Mazamas Mountain Running Camp

by Amy Urban
Author, Amy Urban
taking a selfie in the
stunning beauty of Mt. Hood.

The first weekend of August brought together seventeen trail runners and four elite trail running instructors for the second annual Mazama Mountain Running Camp. The camp was targeted “for beginner to intermediate runners looking to explore running/training in the mountain environment.” For me, a slow-ish but experienced road marathoner and a long-time mountain hiker, it held promise of improving my skill and allow me to further combine two of my great loves.

On Friday afternoon, our gang assembled at the Mazama Mountaineering Center, loaded up in two vans and headed to Mazama Lodge. During the drive we got acquainted by casually comparing running resumes. There were several Boston Marathon qualifiers, an impressive road running accomplishment. Several people, like me, had recently converted from road to trail running. Others were already experienced at distances of 50-miles and beyond, and at least one was in training for a 100-mile race. And all, unsurprisingly once you get to know the personality of a trail runner, were welcoming and supportive to everyone regardless of level.

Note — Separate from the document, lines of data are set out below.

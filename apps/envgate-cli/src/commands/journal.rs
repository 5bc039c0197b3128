// journal.rs — Feedback journal subcommands: stats, report, tail.
//
// These only read. The journal is opened with `read_journal` so a running
// agent can keep appending while an operator looks at it.

use envgate_feedback::{FeedbackStore, ReportGenerator, Snapshot, StatsAggregator};

use super::Context;

fn load(ctx: &Context) -> anyhow::Result<Option<Snapshot>> {
    let path = ctx.journal_path();
    if !path.exists() {
        println!("No feedback journal found at {}", path.display());
        return Ok(None);
    }
    Ok(Some(FeedbackStore::read_journal(&path)?))
}

pub fn stats(ctx: &Context, json: bool) -> anyhow::Result<()> {
    let Some(snapshot) = load(ctx)? else {
        return Ok(());
    };
    let mut stats = StatsAggregator::compute(&snapshot.outcomes);
    stats.corrupt_records = snapshot.corrupt_records;

    if json {
        println!("{}", serde_json::to_string_pretty(&stats)?);
        return Ok(());
    }

    println!("Agent:          {}", ctx.agent);
    println!("Environment:    {}", ctx.environment);
    println!("Total outcomes: {}", stats.total_outcomes);
    println!(
        "Results:        {} success, {} failure, {} blocked",
        stats.successes, stats.failures, stats.blocked
    );
    println!("Success rate:   {:.1}%", stats.success_rate);
    if stats.corrupt_records > 0 {
        println!("Corrupt lines:  {}", stats.corrupt_records);
    }
    Ok(())
}

pub fn report(ctx: &Context, top: Option<usize>) -> anyhow::Result<()> {
    let Some(snapshot) = load(ctx)? else {
        return Ok(());
    };
    let mut stats = StatsAggregator::compute(&snapshot.outcomes);
    stats.corrupt_records = snapshot.corrupt_records;

    let mut generator = ReportGenerator::new()
        .with_title(format!("Feedback Report: {} in {}", ctx.agent, ctx.environment));
    if let Some(n) = top {
        generator = generator.with_top_n(n);
    }
    print!("{}", generator.generate(&stats));
    Ok(())
}

pub fn tail(ctx: &Context, n: usize) -> anyhow::Result<()> {
    let Some(snapshot) = load(ctx)? else {
        return Ok(());
    };
    let start = snapshot.outcomes.len().saturating_sub(n);
    let recent = &snapshot.outcomes[start..];

    if recent.is_empty() {
        println!("No outcomes recorded.");
        return Ok(());
    }

    println!(
        "{:<6} {:<20} {:<19} {:<8} TARGET",
        "SEQ", "TIMESTAMP", "TASK", "RESULT"
    );
    println!("{}", "-".repeat(80));

    for outcome in recent {
        println!(
            "{:<6} {:<20} {:<19} {:<8} {}",
            outcome.sequence,
            outcome.timestamp.format("%Y-%m-%d %H:%M:%S"),
            outcome.task_type,
            format!("{:?}", outcome.result).to_lowercase(),
            outcome.target,
        );
    }
    Ok(())
}
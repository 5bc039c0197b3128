// stats.rs — Aggregate statistics over a journal snapshot.
//
// Stats are derived, never stored: every call recomputes them from the
// outcomes it is given, in one pass, so they always reflect the journal.

use std::collections::{BTreeMap, HashMap, HashSet};

use serde::Serialize;

use crate::outcome::{Outcome, OutcomeResult};

/// How many successful outcomes matched one pattern.
#[derive(Debug, Clone, PartialEq, Eq, Serialize)]
pub struct PatternCount {
    pub pattern: String,
    pub count: usize,
}

/// Aggregate statistics for one journal.
#[derive(Debug, Clone, Default, PartialEq, Serialize)]
pub struct FeedbackStats {
    pub total_outcomes: usize,
    pub successes: usize,
    pub failures: usize,
    pub blocked: usize,

    /// successes / (successes + failures) × 100, one decimal. Blocked
    /// outcomes are not part of the denominator. 0 when nothing was judged.
    pub success_rate: f64,

    /// Task type → count, across every result.
    pub by_task_type: BTreeMap<String, usize>,

    /// Successful patterns, most frequent first; ties keep first-seen order.
    pub top_successes: Vec<PatternCount>,

    /// Distinct `target: reason` strings for blocked outcomes, first-seen order.
    pub blocked_operations: Vec<String>,

    /// Malformed journal lines skipped by the snapshot behind these stats.
    pub corrupt_records: usize,
}

/// Computes [`FeedbackStats`] from a sequence of outcomes.
pub struct StatsAggregator;

impl StatsAggregator {
    pub fn compute(outcomes: &[Outcome]) -> FeedbackStats {
        let mut stats = FeedbackStats {
            total_outcomes: outcomes.len(),
            ..FeedbackStats::default()
        };

        let mut pattern_index: HashMap<&str, usize> = HashMap::new();
        let mut seen_blocked: HashSet<String> = HashSet::new();

        for outcome in outcomes {
            *stats
                .by_task_type
                .entry(outcome.task_type.clone())
                .or_insert(0) += 1;

            match outcome.result {
                OutcomeResult::Success => {
                    stats.successes += 1;
                    match pattern_index.get(outcome.detail.as_str()) {
                        Some(&i) => stats.top_successes[i].count += 1,
                        None => {
                            pattern_index.insert(&outcome.detail, stats.top_successes.len());
                            stats.top_successes.push(PatternCount {
                                pattern: outcome.detail.clone(),
                                count: 1,
                            });
                        }
                    }
                }
                OutcomeResult::Failure => stats.failures += 1,
                OutcomeResult::Blocked => {
                    stats.blocked += 1;
                    let entry = outcome.target_with_detail();
                    if seen_blocked.insert(entry.clone()) {
                        stats.blocked_operations.push(entry);
                    }
                }
            }
        }

        // `sort_by` is stable, so equal counts stay in first-seen order.
        stats.top_successes.sort_by(|a, b| b.count.cmp(&a.count));
        stats.success_rate = success_rate(stats.successes, stats.failures);
        stats
    }
}

fn success_rate(successes: usize, failures: usize) -> f64 {
    let judged = successes + failures;
    if judged == 0 {
        return 0.0;
    }
    (successes as f64 * 1000.0 / judged as f64).round() / 10.0
}

#[cfg(test)]
mod tests {
    use super::*;

    fn make(task: &str, target: &str, result: OutcomeResult, detail: &str) -> Outcome {
        Outcome::new("agent-1", "dev", task, target, result).with_detail(detail)
    }

    #[test]
    fn empty_input_is_all_zero() {
        let stats = StatsAggregator::compute(&[]);
        assert_eq!(stats, FeedbackStats::default());
        assert_eq!(stats.success_rate, 0.0);
    }

    #[test]
    fn blocked_excluded_from_rate() {
        let mut outcomes = Vec::new();
        for _ in 0..8 {
            outcomes.push(make("command_validation", "ls", OutcomeResult::Success, "ls"));
        }
        for _ in 0..2 {
            outcomes.push(make("command_validation", "make", OutcomeResult::Failure, "exit 2"));
        }
        outcomes.push(make("blocked_operation", "sudo ls", OutcomeResult::Blocked, "sudo"));

        let stats = StatsAggregator::compute(&outcomes);
        assert_eq!(stats.total_outcomes, 11);
        assert_eq!(stats.success_rate, 80.0);
        assert_eq!(stats.blocked, 1);
    }

    #[test]
    fn only_blocked_gives_zero_rate() {
        let outcomes = vec![make("blocked_operation", "rm -rf /", OutcomeResult::Blocked, "baseline")];
        let stats = StatsAggregator::compute(&outcomes);
        assert_eq!(stats.success_rate, 0.0);
        assert_eq!(stats.total_outcomes, 1);
    }

    #[test]
    fn rate_rounds_to_one_decimal() {
        let outcomes = vec![
            make("t", "a", OutcomeResult::Success, "a"),
            make("t", "b", OutcomeResult::Failure, "x"),
            make("t", "c", OutcomeResult::Failure, "x"),
        ];
        assert_eq!(StatsAggregator::compute(&outcomes).success_rate, 33.3);

        let outcomes = vec![
            make("t", "a", OutcomeResult::Success, "a"),
            make("t", "b", OutcomeResult::Success, "b"),
            make("t", "c", OutcomeResult::Failure, "x"),
        ];
        assert_eq!(StatsAggregator::compute(&outcomes).success_rate, 66.7);
    }

    #[test]
    fn by_task_type_counts_every_result() {
        let outcomes = vec![
            make("command_validation", "ls", OutcomeResult::Success, "ls"),
            make("command_validation", "sudo", OutcomeResult::Blocked, "sudo"),
            make("path_validation", "/tmp", OutcomeResult::Failure, "io"),
        ];
        let stats = StatsAggregator::compute(&outcomes);
        assert_eq!(stats.by_task_type["command_validation"], 2);
        assert_eq!(stats.by_task_type["path_validation"], 1);
    }

    #[test]
    fn top_successes_ties_keep_first_seen_order() {
        let outcomes = vec![
            make("t", "1", OutcomeResult::Success, "git"),
            make("t", "2", OutcomeResult::Success, "ls"),
            make("t", "3", OutcomeResult::Success, "cargo"),
            make("t", "4", OutcomeResult::Success, "cargo"),
            make("t", "5", OutcomeResult::Success, "ls"),
            make("t", "6", OutcomeResult::Failure, "git"),
        ];
        let stats = StatsAggregator::compute(&outcomes);
        let order: Vec<(&str, usize)> = stats
            .top_successes
            .iter()
            .map(|p| (p.pattern.as_str(), p.count))
            .collect();
        assert_eq!(order, vec![("ls", 2), ("cargo", 2), ("git", 1)]);
    }

    #[test]
    fn blocked_operations_are_distinct_in_first_seen_order() {
        let outcomes = vec![
            make("blocked_operation", "sudo ls", OutcomeResult::Blocked, "sudo"),
            make("blocked_operation", "/etc/passwd", OutcomeResult::Blocked, "forbidden"),
            make("blocked_operation", "sudo ls", OutcomeResult::Blocked, "sudo"),
            make("blocked_operation", "sudo ls", OutcomeResult::Blocked, "other reason"),
        ];
        let stats = StatsAggregator::compute(&outcomes);
        assert_eq!(
            stats.blocked_operations,
            vec![
                "sudo ls: sudo".to_string(),
                "/etc/passwd: forbidden".to_string(),
                "sudo ls: other reason".to_string(),
            ]
        );
        assert_eq!(stats.blocked, 4);
    }

    #[test]
    fn compute_is_deterministic() {
        let outcomes = vec![
            make("t", "1", OutcomeResult::Success, "a"),
            make("t", "2", OutcomeResult::Success, "b"),
            make("t", "3", OutcomeResult::Blocked, "c"),
        ];
        assert_eq!(
            StatsAggregator::compute(&outcomes),
            StatsAggregator::compute(&outcomes)
        );
    }
}
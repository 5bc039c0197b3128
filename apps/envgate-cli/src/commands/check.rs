// check.rs — Check subcommands: validate one intended action.
//
// Each check evaluates the intent, records the verdict in the feedback
// journal (best-effort), prints it, and maps a denial to a non-zero exit.

use std::path::PathBuf;
use std::process::ExitCode;
use std::time::{Duration, Instant};

use clap::Subcommand;
use envgate_feedback::task_types;
use envgate_policy::{PolicyError, PolicyEvaluator};

use super::Context;

/// Exit code for a denied action.
const DENIED: u8 = 2;

#[derive(Subcommand)]
pub enum CheckCommands {
    /// Check a shell command line.
    Command {
        /// The command line; pass it quoted or after `--`.
        #[arg(required = true, trailing_var_arg = true, allow_hyphen_values = true)]
        command: Vec<String>,
    },
    /// Check that a path may be read.
    Path { path: String },
    /// Check that a path may be written.
    Write {
        path: String,
        /// Size of the content to be written, checked against the size limit.
        #[arg(long)]
        size: Option<u64>,
    },
    /// Check that a path may be deleted.
    Delete { path: String },
    /// Check that network access is allowed.
    Network,
    /// Check that a directory matches the environment's working directory.
    Workdir {
        /// Directory to check (defaults to the current directory).
        #[arg(long)]
        cwd: Option<PathBuf>,
    },
}

/// What a check decided, in journal terms.
struct Decision {
    task_type: &'static str,
    target: String,
    /// On success, the pattern the action is bucketed under.
    verdict: Result<String, PolicyError>,
    elapsed: Duration,
}

pub fn execute(cmd: &CheckCommands, ctx: &Context) -> anyhow::Result<ExitCode> {
    let evaluator = ctx.evaluator()?;
    let decision = evaluate(cmd, &evaluator)?;

    let settings = &evaluator.environment().feedback;
    if ctx.record && settings.track_outcomes {
        let elapsed = if settings.collect_metrics {
            decision.elapsed
        } else {
            Duration::ZERO
        };
        record(ctx, &decision, elapsed);
    }

    match &decision.verdict {
        Ok(pattern) => {
            println!("ALLOWED  {} ({})", decision.target, pattern);
            Ok(ExitCode::SUCCESS)
        }
        Err(e) => {
            println!("DENIED   {} [{} risk]", decision.target, e.risk_level());
            println!("  Reason: {}", e.reason());
            Ok(ExitCode::from(DENIED))
        }
    }
}

fn evaluate(cmd: &CheckCommands, evaluator: &PolicyEvaluator) -> anyhow::Result<Decision> {
    let started = Instant::now();
    let (task_type, target, verdict) = match cmd {
        CheckCommands::Command { command } => {
            let line = command.join(" ");
            let verdict = evaluator
                .validate_command(&line)
                .map(|v| v.pattern().to_string());
            (task_types::COMMAND_VALIDATION, line, verdict)
        }
        CheckCommands::Path { path } => (
            task_types::PATH_VALIDATION,
            path.clone(),
            evaluator.validate_path(path).map(|p| p.display().to_string()),
        ),
        CheckCommands::Write { path, size } => {
            let verdict = evaluator.validate_write(path).and_then(|p| {
                if let Some(bytes) = size {
                    evaluator.validate_file_size(*bytes)?;
                }
                Ok(p.display().to_string())
            });
            (task_types::WRITE_VALIDATION, path.clone(), verdict)
        }
        CheckCommands::Delete { path } => (
            task_types::DELETE_VALIDATION,
            path.clone(),
            evaluator.validate_delete(path).map(|p| p.display().to_string()),
        ),
        CheckCommands::Network => (
            task_types::NETWORK_VALIDATION,
            "network".to_string(),
            evaluator.validate_network().map(|()| "network".to_string()),
        ),
        CheckCommands::Workdir { cwd } => {
            let dir = match cwd {
                Some(dir) => dir.clone(),
                None => std::env::current_dir()?,
            };
            let verdict = evaluator
                .validate_working_directory_at(&dir)
                .map(|()| evaluator.environment().working_dir.display().to_string());
            (task_types::WORKDIR_VALIDATION, dir.display().to_string(), verdict)
        }
    };

    Ok(Decision {
        task_type,
        target,
        verdict,
        elapsed: started.elapsed(),
    })
}

/// Journal failures never change the verdict; they are logged and dropped.
fn record(ctx: &Context, decision: &Decision, elapsed: Duration) {
    let tracker = match ctx.tracker() {
        Ok(tracker) => tracker,
        Err(e) => {
            tracing::warn!(error = %format!("{e:#}"), "feedback not recorded");
            return;
        }
    };

    let result = match &decision.verdict {
        Ok(pattern) => tracker.record_success(
            decision.task_type,
            &decision.target,
            pattern,
            elapsed,
            serde_json::Value::Null,
        ),
        Err(e) => tracker.record_policy_denial(decision.task_type, &decision.target, e),
    };
    if let Err(e) = result.and_then(|_| tracker.close()) {
        tracing::warn!(error = %e, "feedback not recorded");
    }
}
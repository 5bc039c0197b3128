// error.rs — Error types for environment loading and policy evaluation.
//
// ConfigError is fatal at startup. PolicyError is the expected, recoverable
// "no" from the evaluator: every variant says why and how risky the refused
// operation was, so the caller can record it in the feedback journal.

use std::path::PathBuf;

use thiserror::Error;

use crate::environment::RiskLevel;

/// Errors raised while loading an environment definition.
#[derive(Debug, Error)]
pub enum ConfigError {
    /// The config file could not be read.
    #[error("failed to read environment config at {path}: {source}")]
    ReadFailed {
        path: PathBuf,
        source: std::io::Error,
    },

    /// The config file is not valid YAML for the expected schema.
    #[error("malformed YAML environment config: {0}")]
    Yaml(#[from] serde_yaml::Error),

    /// The config file is not valid JSON for the expected schema.
    #[error("malformed JSON environment config: {0}")]
    Json(#[from] serde_json::Error),

    /// No environment with the requested name is defined.
    #[error("unknown environment '{name}' (defined: {})", .available.join(", "))]
    UnknownEnvironment {
        name: String,
        available: Vec<String>,
    },

    /// Two environments share a name.
    #[error("environment '{0}' is defined more than once")]
    DuplicateEnvironment(String),

    /// An environment definition is structurally invalid.
    #[error("invalid environment '{environment}': {reason}")]
    Invalid { environment: String, reason: String },

    /// A command pattern is empty or fails to compile as a regex.
    #[error("invalid command pattern '{pattern}': {reason}")]
    InvalidPattern { pattern: String, reason: String },
}

/// A refused operation.
#[derive(Debug, Clone, Error, PartialEq, Eq)]
pub enum PolicyError {
    /// The process is not running in the environment's working directory.
    #[error("working directory is '{actual}', expected '{}'", .expected.display())]
    WorkingDir { expected: PathBuf, actual: String },

    /// The command matched a block rule or missed the allowlist.
    #[error("command blocked ({risk_level} risk): {reason}")]
    BlockedCommand {
        command: String,
        reason: String,
        risk_level: RiskLevel,
    },

    /// The path is forbidden or outside every permitted root.
    #[error("path '{path}' restricted ({risk_level} risk): {reason}")]
    RestrictedPath {
        path: String,
        reason: String,
        risk_level: RiskLevel,
    },

    /// The path may not be written.
    #[error("write to '{path}' denied ({risk_level} risk): {reason}")]
    WriteDenied {
        path: String,
        reason: String,
        risk_level: RiskLevel,
    },

    /// The path may not be deleted. Always high risk.
    #[error("delete of '{path}' denied (high risk): {reason}")]
    DeleteDenied { path: String, reason: String },

    /// Network access is disabled for the environment.
    #[error("network access denied in environment '{environment}'")]
    NetworkDenied { environment: String },

    /// The file exceeds the environment's size limit.
    #[error("file of {size_bytes} bytes exceeds the {limit_mb} MB limit")]
    FileTooLarge { size_bytes: u64, limit_mb: u64 },
}

impl PolicyError {
    /// Severity of the refused operation.
    pub fn risk_level(&self) -> RiskLevel {
        match self {
            PolicyError::BlockedCommand { risk_level, .. }
            | PolicyError::RestrictedPath { risk_level, .. }
            | PolicyError::WriteDenied { risk_level, .. } => *risk_level,
            PolicyError::DeleteDenied { .. } => RiskLevel::High,
            PolicyError::WorkingDir { .. } | PolicyError::NetworkDenied { .. } => {
                RiskLevel::Medium
            }
            PolicyError::FileTooLarge { .. } => RiskLevel::Low,
        }
    }

    /// The short explanation recorded as the block reason.
    pub fn reason(&self) -> String {
        match self {
            PolicyError::BlockedCommand { reason, .. }
            | PolicyError::RestrictedPath { reason, .. }
            | PolicyError::WriteDenied { reason, .. }
            | PolicyError::DeleteDenied { reason, .. } => reason.clone(),
            other => other.to_string(),
        }
    }
}

#[cfg(test)]
mod tests {
    use super::*;

    #[test]
    fn delete_denied_is_always_high_risk() {
        let err = PolicyError::DeleteDenied {
            path: "/tmp/x".to_string(),
            reason: "not under any writable root".to_string(),
        };
        assert_eq!(err.risk_level(), RiskLevel::High);
        assert_eq!(err.reason(), "not under any writable root");
    }

    #[test]
    fn blocked_command_message_names_risk() {
        let err = PolicyError::BlockedCommand {
            command: "sudo rm -rf /".to_string(),
            reason: "matches blocked pattern 'rm -rf /'".to_string(),
            risk_level: RiskLevel::High,
        };
        assert_eq!(
            err.to_string(),
            "command blocked (high risk): matches blocked pattern 'rm -rf /'"
        );
    }

    #[test]
    fn unknown_environment_lists_available_names() {
        let err = ConfigError::UnknownEnvironment {
            name: "qa".to_string(),
            available: vec!["dev".to_string(), "prod".to_string()],
        };
        assert_eq!(err.to_string(), "unknown environment 'qa' (defined: dev, prod)");
    }
}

After settling in at the lodge—most of our group seeing the beautiful Mazama Lodge for the first time—we did our “get acquainted” power hike (an integral part of mountain running) up to Silcox Hut where we introduced ourselves to the group and, to break the ice, each shared an embarrassing running story. After a quick run back down, we had dinner at the lodge and then some relaxation and songs around the piano before heading to bed early knowing we’d need a good rest in preparation for the two coming days.
Instructor Yassine Diboun leads the way down from
Silcox Hut. Photo: Jacob Raab

Saturday morning started with a quick pre-breakfast run to wake us up and allow us to enjoy the beauty of Mt. Hood. After breakfast we broke into two groups, allowing us to have closer interaction with our instructors. While one group did “boot camp” exercises targeted for runners, the other group learned about mountain safety, including examples of what gear mountain runners could carry for their “10 Essentials”. When the first round was finished, we swapped and did the other session.

After lunch and a brief siesta, we headed out for hill training. Both downhill and uphill running have their secrets and tricks. For me, this part of the camp was overwhelmingly the most valuable part. Never having formal running training, each part of the instruction was entirely new for me. Hills will never be easy, but since I’ve come home from camp I’ve practiced these new techniques and found an enormous difference in what I’m able to do.

Team 2 before setting out to Ramona Falls.
Photo: Jacob Raab
Our camp coincided with the early-August 100-degree+ days in Portland. And while it was considerably cooler up at Mt Hood, it was still a hot day for running up and down the mountain. Sweaty and smiling, we piled back in the vans for a quick trip to cool off in Trillium Lake. After clearing the sweat and cooling our muscles, we gathered in the shady forest there to talk about training loads and strategies.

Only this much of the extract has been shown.